It has the same bezel as the Barakuda, and unless my eyes are playing tricks on me, perhaps someone more familiar can chime in, I think it still have some roundness to it?


----------



## kritameth

rapide66 said:


> Can't you swap the nato strap for something rubber/sailcloth?





clew84 said:


> Absolutely should be able to. This is the same case as the Barakuda. The strap that came with that, tropic style, is awesome and would work well.
> 
> Sent from my iPhone using Tapatalk


Interesting dilemma. I'm definitely getting the BP Tropic rubber that came with the Barakuda, so I'm thinking it would make sense to swap the Nato strap out for the rubber/sailcloth so as to be able to use the buckle with the rubber (since the Nato does not taper and uses the larger 20mm buckle). Have people successfully done this before?


----------



## TraserH3

kritameth said:


> It has the same bezel as the Barakuda, and unless my eyes are playing tricks on me, perhaps someone more familiar can chime in, I think it still have some roundness to it?
> View attachment 15600855


I think so, that looks like it's domed crystal bezel, unlike the new milspec.

Thanks goodness they got rid of that gaudy branding on the side of the case... that was always the second thing I hated about them.


----------



## kritameth

TraserH3 said:


> I think so, that looks like it's domed crystal bezel, unlike the new milspec.
> 
> Thanks goodness they got rid of that gaudy branding on the side of the case... that was always the second thing I hated about them.


The bezel on this one still looks like there's a dome/curve to it, unless again it's an illusion. I was told it's the same bezel profile as the Barakuda.


----------



## Tommywine0

kritameth said:


> It has the same bezel as the Barakuda, and unless my eyes are playing tricks on me, perhaps someone more familiar can chime in, I think it still have some roundness to it?
> View attachment 15600855


Ok, It is difficult to tell!

















Looks flattish in some pics & round in others.
It looks almost perfect in the wrist shot above. Wow, gorgeous!

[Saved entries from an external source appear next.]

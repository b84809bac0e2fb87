//! The `change_sets` journal.

use grove_engine::ChangeSet;
use sqlx::{types::Json, PgPool, Row};

/// A journaled change set with its sequence number.
#[derive(Debug)]
pub struct JournalEntry {
    pub seq: i64,
    pub changes: ChangeSet,
}

impl<'r> sqlx::FromRow<'r, sqlx::postgres::PgRow> for JournalEntry {
    fn from_row(row: &'r sqlx::postgres::PgRow) -> Result<Self, sqlx::Error> {
        let Json(changes): Json<ChangeSet> = row.try_get("changes")?;
        Ok(JournalEntry {
            seq: row.try_get("seq")?,
            changes,
        })
    }
}

/// Append change sets in one transaction. Returns the sequence number of the
/// last appended entry, or `None` when `sets` is empty.
pub async fn append_change_sets(
    pool: &PgPool,
    sets: &[ChangeSet],
) -> Result<Option<i64>, sqlx::Error> {
    if sets.is_empty() {
        return Ok(None);
    }

    let mut tx = pool.begin().await?;
    let mut last = None;
    for set in sets {
        let (seq,): (i64,) = sqlx::query_as(
            r#"
            INSERT INTO change_sets (applied_at, changes)
            VALUES ($1, $2)
            RETURNING seq
            "#,
        )
        .bind(set.at as i64)
        .bind(Json(set))
        .fetch_one(&mut *tx)
        .await?;
        last = Some(seq);
    }
    tx.commit().await?;

    Ok(last)
}

/// Change sets journaled after `seq`, in order.
pub async fn change_sets_after(pool: &PgPool, seq: i64) -> Result<Vec<JournalEntry>, sqlx::Error> {
    sqlx::query_as::<_, JournalEntry>(
        r#"
        SELECT seq, changes
        FROM change_sets
        WHERE seq > $1
        ORDER BY seq ASC
        "#,
    )
    .bind(seq)
    .fetch_all(pool)
    .await
}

Sent from my iPhone using Tapatalk


----------



## kritameth

Tommywine0 said:


> Ok, It is difficult to tell!
> 
> 
> 
> 
> 
> 
> 
> 
> 
> 
> 
> 
> 
> 
> 
> 
> 
> Looks flattish in some pics & round in others.
> It looks almost perfect in the wrist shot above. Wow, gorgeous!
> 
> Sent from my iPhone using Tapatalk


I have a tough time wrapping my head around it as well, BP must be working some magic with this bezel! But it's the same side profile as the Barakuda (below), so if you're happy with the dome/curve of the Barakuda's bezel I believe you'll be happy with that of this MilSpec as well. That said, I wish it was more domed like the regular FF.


----------



## mumblypeg

I wonder if they're regular spring bars, or the typical tube and pin (they're such a pain in the arse)? The pic looks like spring bars, but one of them looks curved and the other straight (whaaaaaa?).


----------



## mumblypeg

Pity that the brushed buckle on the Nato won't fit the tropic strap for the Barakuda. You can order the brushed buckle in 18mm (the one for Barakuda is polished), but the LV boutique said they're on backorder. I've got a few tropics in 20 x 18, so I guess I'll see how it looks first.


----------



## NardinNut

Just placed my order for one with the LV boutique. Sweet!


----------



## NardinNut

Tommywine0 said:


> Very pretty watch even though it's missing one of my fave elements of the FF- the glossy, rounded sapphire bezel.
> 
> Sent from my iPhone using Tapatalk


States it has the sapphire bezel... It better! That's one of my favorite features as well


----------



## kritameth

mumblypeg said:


> I wonder if they're regular spring bars, or the typical tube and pin (they're such a pain in the arse)? The pic looks like spring bars, but one of them looks curved and the other straight (whaaaaaa?).
> View attachment 15600955


That's very odd. ?



mumblypeg said:


> Pity that the brushed buckle on the Nato won't fit the tropic strap for the Barakuda. You can order the brushed buckle in 18mm (the one for Barakuda is polished), but the LV boutique said they're on backorder. I've got a few tropics in 20 x 18, so I guess I'll see how it looks first.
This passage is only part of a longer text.